Pinus pinaster is a plant species of great ecological and economic importance. Understanding the underlying molecular mechanisms that govern the growth and branching of P. pinaster is crucial for enhancing wood production and improving product quality. In this study, we describe a simple methodology that enables the discovery of candidate genes in Pinus pinaster by transferring existing knowledge from model species like Arabidopsis thaliana and focusing on factors involved in plant growth, including hormonal and non-hormonal pathways. Through comparative analysis, we investigated the main genes associated with these growth-related factors in A. thaliana.
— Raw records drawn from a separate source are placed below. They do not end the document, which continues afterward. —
//! Hash view over JSON records (HGET, HGETALL)
//!
//! A stored value that is a JSON object is exposed as a hash: string fields
//! are returned unescaped, any other field as its JSON text.

use super::{text_arg, Command, CommandContext, Reply};
use crate::protocol::RespValue;
use async_trait::async_trait;
use bytes::Bytes;
use serde_json::{Map, Value};
use tracing::error;

fn field_value(value: &Value) -> RespValue {
    match value {
        Value::String(s) => RespValue::bulk_string(s.clone()),
        other => RespValue::bulk_string(other.to_string()),
    }
}

fn json_object(value: &[u8]) -> Option<Map<String, Value>> {
    if !value.starts_with(b"{") {
        return None;
    }
    serde_json::from_slice(value).ok()
}

/// Record behind `key`, or `None` when absent or unreadable
async fn fetch(ctx: &CommandContext, key: &str) -> Option<Bytes> {
    match ctx.store.get(ctx.dbnum(), key).await {
        Ok(value) => Some(value),
        Err(e) => {
            if !e.is_missing() {
                error!(dbnum = ctx.dbnum(), key, error = %e, "hash value");
            }
            None
        }
    }
}

/// HGET key field
pub struct HGetCommand;

#[async_trait]
impl Command for HGetCommand {
    async fn execute(&self, ctx: &mut CommandContext, args: &[RespValue]) -> Reply {
        let (key, field) = match (text_arg(&args[0]), text_arg(&args[1])) {
            (Ok(key), Ok(field)) => (key, field),
            (Err(e), _) | (_, Err(e)) => return e.into(),
        };

        let reply = fetch(ctx, key)
            .await
            .and_then(|value| json_object(&value))
            .and_then(|record| record.get(field).map(field_value))
            .unwrap_or(RespValue::Null);
        reply.into()
    }

    fn name(&self) -> &'static str {
        "HGET"
    }

    fn min_args(&self) -> usize {
        2
    }

    fn max_args(&self) -> Option<usize> {
        Some(2)
    }
}

/// HGETALL key
///
/// A value that is not a JSON object is returned as a plain bulk string,
/// one that looks like an object but fails to parse as a single-element
/// array.
pub struct HGetAllCommand;

#[async_trait]
impl Command for HGetAllCommand {
    async fn execute(&self, ctx: &mut CommandContext, args: &[RespValue]) -> Reply {
        let key = match text_arg(&args[0]) {
            Ok(key) => key,
            Err(e) => return e.into(),
        };

        let Some(value) = fetch(ctx, key).await else {
            return RespValue::null().into();
        };
        if !value.starts_with(b"{") {
            return RespValue::bulk_string(value).into();
        }

        let reply = match json_object(&value) {
            Some(record) => {
                let mut items = Vec::with_capacity(record.len() * 2);
                for (name, field) in &record {
                    items.push(RespValue::bulk_string(name.clone()));
                    items.push(field_value(field));
                }
                RespValue::array(items)
            }
            None => RespValue::array(vec![RespValue::bulk_string(value)]),
        };
        reply.into()
    }

    fn name(&self) -> &'static str {
        "HGETALL"
    }

    fn min_args(&self) -> usize {
        1
    }

    fn max_args(&self) -> Option<usize> {
        Some(1)
    }
}
//! Error types shared by stores, caches and the record model

use thiserror::Error;

/// Result alias used across the store and cache contracts
pub type Result<T, E = StoreError> = std::result::Result<T, E>;

/// Failures raised while reshaping or casting a record
#[derive(Debug, Error)]
pub enum RecordError {
    /// Dotted fields under one prefix cannot be folded into nested records
    #[error(
        "structure of the record cannot be reorganized: fields under `{0}` must all be \
         dotted lists of the same size"
    )]
    Reorganize(String),

    /// The dotted path does not lead through nested records
    #[error("unsupported data type conversion for `{0}`")]
    UnsupportedConversion(String),

    /// The value cannot be represented as the requested type
    #[error("cannot cast field `{field}` to {to}: {value}")]
    Cast {
        field: String,
        to: &'static str,
        value: String,
    },
}

/// Errors of the store and cache contracts
#[derive(Debug, Error)]
pub enum StoreError {
    /// The key is routed but no value is currently present
    #[error("not found")]
    NotFound,

    /// No binding routes the key or pattern at all
    #[error("no key")]
    NoKey,

    /// Mutation attempted on a binding without that operation
    #[error("readonly access")]
    ReadOnly,

    /// Startup-time configuration defect
    #[error("invalid bind config: {0}")]
    InvalidBindConfig(String),

    #[error("method is not supported")]
    MethodIsNotSupported,

    #[error("request timed out")]
    Timeout,

    #[error("unsupported connection scheme `{0}`")]
    UnsupportedScheme(String),

    #[error("invalid payload: {0}")]
    Payload(#[from] serde_json::Error),

    #[error(transparent)]
    Record(#[from] RecordError),

    /// Driver or network failure reported by a backend
    #[error("{0}")]
    Backend(String),

    /// Several independent failures collected by a fan-out
    #[error("{}", join_messages(.0))]
    Multiple(Vec<StoreError>),
}

impl StoreError {
    /// Wrap any displayable backend failure
    pub fn backend(err: impl std::fmt::Display) -> Self {
        StoreError::Backend(err.to_string())
    }

    /// NotFound or NoKey: the caller sees "nothing there"
    pub fn is_missing(&self) -> bool {
        matches!(self, StoreError::NotFound | StoreError::NoKey)
    }

    /// Combine collected errors into one outcome
    ///
    /// No error yields `Ok`, a single error is returned unchanged and
    /// several are flattened into `Multiple`.
    pub fn combine(errors: Vec<StoreError>) -> Result<()> {
        let mut flat = Vec::with_capacity(errors.len());
        for err in errors {
            match err {
                StoreError::Multiple(inner) => flat.extend(inner),
                other => flat.push(other),
            }
        }

        match flat.len() {
            0 => Ok(()),
            1 => Err(flat.remove(0)),
            _ => Err(StoreError::Multiple(flat)),
        }
    }
}

fn join_messages(errors: &[StoreError]) -> String {
    errors
        .iter()
        .map(|e| e.to_string())
        .collect::<Vec<_>>()
        .join("; ")
}

#[cfg(test)]
mod tests {
    use super::*;

    #[test]
    fn test_combine_empty_is_ok() {
        assert!(StoreError::combine(vec![]).is_ok());
    }

    #[test]
    fn test_combine_single_keeps_variant() {
        let err = StoreError::combine(vec![StoreError::ReadOnly]).unwrap_err();
        assert!(matches!(err, StoreError::ReadOnly));
    }

    #[test]
    fn test_combine_flattens() {
        let nested = StoreError::Multiple(vec![StoreError::NotFound, StoreError::ReadOnly]);
        let err = StoreError::combine(vec![nested, StoreError::backend("boom")]).unwrap_err();

        match &err {
            StoreError::Multiple(all) => assert_eq!(all.len(), 3),
            other => panic!("unexpected error: {other}"),
        }
        assert_eq!(err.to_string(), "not found; readonly access; boom");
    }

    #[test]
    fn test_is_missing() {
        assert!(StoreError::NotFound.is_missing());
        assert!(StoreError::NoKey.is_missing());
        assert!(!StoreError::ReadOnly.is_missing());
    }
}
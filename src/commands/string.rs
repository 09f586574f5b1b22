//! String commands (GET, MGET, SET, MSET)

use super::{bytes_arg, store_error, text_arg, wrong_arity, Command, CommandContext, Reply};
use crate::protocol::RespValue;
use async_trait::async_trait;
use tracing::error;

/// GET key
///
/// Missing keys answer null, any other store failure is an error.
pub struct GetCommand;

#[async_trait]
impl Command for GetCommand {
    async fn execute(&self, ctx: &mut CommandContext, args: &[RespValue]) -> Reply {
        let key = match text_arg(&args[0]) {
            Ok(key) => key,
            Err(e) => return e.into(),
        };

        Reply::Value(match ctx.store.get(ctx.dbnum(), key).await {
            Ok(value) => RespValue::bulk_string(value),
            Err(e) if e.is_missing() => RespValue::null(),
            Err(e) => store_error(&e),
        })
    }

    fn name(&self) -> &'static str {
        "GET"
    }

    fn min_args(&self) -> usize {
        1
    }

    fn max_args(&self) -> Option<usize> {
        Some(1)
    }
}

/// MGET key [key ...]
///
/// Degraded read: a key that fails for any reason answers null and the
/// failure is only logged.
pub struct MGetCommand;

#[async_trait]
impl Command for MGetCommand {
    async fn execute(&self, ctx: &mut CommandContext, args: &[RespValue]) -> Reply {
        let mut values = Vec::with_capacity(args.len());
        for arg in args {
            let Ok(key) = text_arg(arg) else {
                values.push(RespValue::null());
                continue;
            };
            match ctx.store.get(ctx.dbnum(), key).await {
                Ok(value) => values.push(RespValue::bulk_string(value)),
                Err(e) => {
                    if !e.is_missing() {
                        error!(dbnum = ctx.dbnum(), key, error = %e, "mget value");
                    }
                    values.push(RespValue::null());
                }
            }
        }
        RespValue::array(values).into()
    }

    fn name(&self) -> &'static str {
        "MGET"
    }

    fn min_args(&self) -> usize {
        1
    }
}

/// SET key value
pub struct SetCommand;

#[async_trait]
impl Command for SetCommand {
    async fn execute(&self, ctx: &mut CommandContext, args: &[RespValue]) -> Reply {
        let (key, value) = match (text_arg(&args[0]), bytes_arg(&args[1])) {
            (Ok(key), Ok(value)) => (key, value),
            (Err(e), _) | (_, Err(e)) => return e.into(),
        };

        Reply::Value(match ctx.store.set(ctx.dbnum(), key, value).await {
            Ok(()) => RespValue::ok(),
            Err(e) => store_error(&e),
        })
    }

    fn name(&self) -> &'static str {
        "SET"
    }

    fn min_args(&self) -> usize {
        2
    }

    fn max_args(&self) -> Option<usize> {
        Some(2)
    }
}

/// MSET key value [key value ...]
///
/// Pairs are written in order; the first failure stops the command.
pub struct MSetCommand;

#[async_trait]
impl Command for MSetCommand {
    async fn execute(&self, ctx: &mut CommandContext, args: &[RespValue]) -> Reply {
        if args.len() % 2 != 0 {
            return wrong_arity(self.name()).into();
        }

        for pair in args.chunks_exact(2) {
            let (key, value) = match (text_arg(&pair[0]), bytes_arg(&pair[1])) {
                (Ok(key), Ok(value)) => (key, value),
                (Err(e), _) | (_, Err(e)) => return e.into(),
            };
            if let Err(e) = ctx.store.set(ctx.dbnum(), key, value).await {
                return store_error(&e).into();
            }
        }
        RespValue::ok().into()
    }

    fn name(&self) -> &'static str {
        "MSET"
    }

    fn min_args(&self) -> usize {
        2
    }
}
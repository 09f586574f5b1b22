//! Least-recently-used cache with creation-time TTL (`lru`)

use super::{Cache, CacheEntry, CacheOptions};
use crate::error::{Result, StoreError};
use async_trait::async_trait;
use bytes::Bytes;
use parking_lot::Mutex;
use std::num::NonZeroUsize;
use std::sync::Arc;
use std::time::Duration;

struct Shared {
    entries: Mutex<::lru::LruCache<String, CacheEntry>>,
    ttl: Duration,
}

/// `lru::LruCache` behind a mutex, shared by its prefixed views
#[derive(Clone)]
pub struct LruCache {
    inner: Arc<Shared>,
    prefix: String,
    root: bool,
}

impl LruCache {
    pub fn new(options: CacheOptions) -> Self {
        let capacity = NonZeroUsize::new(options.size).unwrap_or(NonZeroUsize::MIN);
        LruCache {
            inner: Arc::new(Shared {
                entries: Mutex::new(::lru::LruCache::new(capacity)),
                ttl: options.ttl,
            }),
            prefix: String::new(),
            root: true,
        }
    }

    pub fn len(&self) -> usize {
        self.inner.entries.lock().len()
    }

    pub fn is_empty(&self) -> bool {
        self.len() == 0
    }

    fn full_key(&self, key: &str) -> String {
        format!("{}{}", self.prefix, key)
    }
}

#[async_trait]
impl Cache for LruCache {
    fn with_prefix(&self, prefix: &str) -> Arc<dyn Cache> {
        Arc::new(LruCache {
            inner: self.inner.clone(),
            prefix: format!("{}{}", self.prefix, prefix),
            root: false,
        })
    }

    async fn get(&self, key: &str) -> Result<Bytes> {
        let key = self.full_key(key);
        let mut entries = self.inner.entries.lock();
        match entries.get(&key) {
            Some(entry) if !entry.is_expired() => Ok(entry.value.clone()),
            Some(_) => {
                entries.pop(&key);
                Err(StoreError::NotFound)
            }
            None => Err(StoreError::NotFound),
        }
    }

    async fn set(&self, key: &str, value: Bytes) -> Result<()> {
        let entry = CacheEntry::new(value, self.inner.ttl);
        self.inner.entries.lock().put(self.full_key(key), entry);
        Ok(())
    }

    async fn del(&self, key: &str) -> Result<()> {
        self.inner
            .entries
            .lock()
            .pop(&self.full_key(key))
            .map(|_| ())
            .ok_or(StoreError::NotFound)
    }

    async fn close(&self) -> Result<()> {
        if self.root {
            self.inner.entries.lock().clear();
        }
        Ok(())
    }
}

#[cfg(test)]
mod tests {
    use super::*;

    fn cache(size: usize) -> LruCache {
        LruCache::new(CacheOptions::new(size, Duration::from_secs(60)))
    }

    #[tokio::test]
    async fn test_get_set_del() {
        let cache = cache(10);
        assert!(matches!(cache.get("k").await, Err(StoreError::NotFound)));

        cache.set("k", Bytes::from("v")).await.unwrap();
        assert_eq!(cache.get("k").await.unwrap(), Bytes::from("v"));

        cache.del("k").await.unwrap();
        assert!(matches!(cache.del("k").await, Err(StoreError::NotFound)));
    }

    #[tokio::test]
    async fn test_least_recently_used_is_evicted() {
        let cache = cache(2);
        cache.set("a", Bytes::from("1")).await.unwrap();
        cache.set("b", Bytes::from("2")).await.unwrap();
        cache.get("a").await.unwrap();
        cache.set("c", Bytes::from("3")).await.unwrap();

        assert!(cache.get("a").await.is_ok());
        assert!(cache.get("b").await.is_err());
        assert_eq!(cache.len(), 2);
    }

    #[tokio::test]
    async fn test_expired_entry_is_removed() {
        let cache = LruCache::new(CacheOptions {
            size: 4,
            ttl: Duration::ZERO,
        });
        cache.set("k", Bytes::from("v")).await.unwrap();
        assert!(cache.get("k").await.is_err());
        assert!(cache.is_empty());
    }

    #[tokio::test]
    async fn test_prefix_view_close_keeps_storage() {
        let root = cache(4);
        let view = root.with_prefix("s0/");
        view.set("k", Bytes::from("v")).await.unwrap();
        view.close().await.unwrap();
        assert_eq!(root.get("s0/k").await.unwrap(), Bytes::from("v"));

        root.close().await.unwrap();
        assert!(root.is_empty());
    }
}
Subsequently, we identified putative homologous sequences in P. pinaster and assessed the conservation of their functional domains. In this manner, we can exclude sequences that, despite displaying high homology, lack functional domains. Finally, we took an initial approach to their validation by examining the expression levels of these genes in P. pinaster trees exhibiting contrasting growth patterns. This methodology allowed the identification of 26 candidate genes in P. pinaster. Our findings revealed differential expression patterns of key genes, such as NCED3, NRT1.2, PIN1, PP2A, ARF7, MAX1, MAX2, GID1, AHK4, AHP1, and STP1, in relation to the different growth patterns analyzed. This study provides a methodological foundation for further exploration of these genes involved in the growth and branching processes of P. pinaster. This will contribute to the understanding of this important tree species and open new avenues for enhancing its utilization in sustainable forestry practices.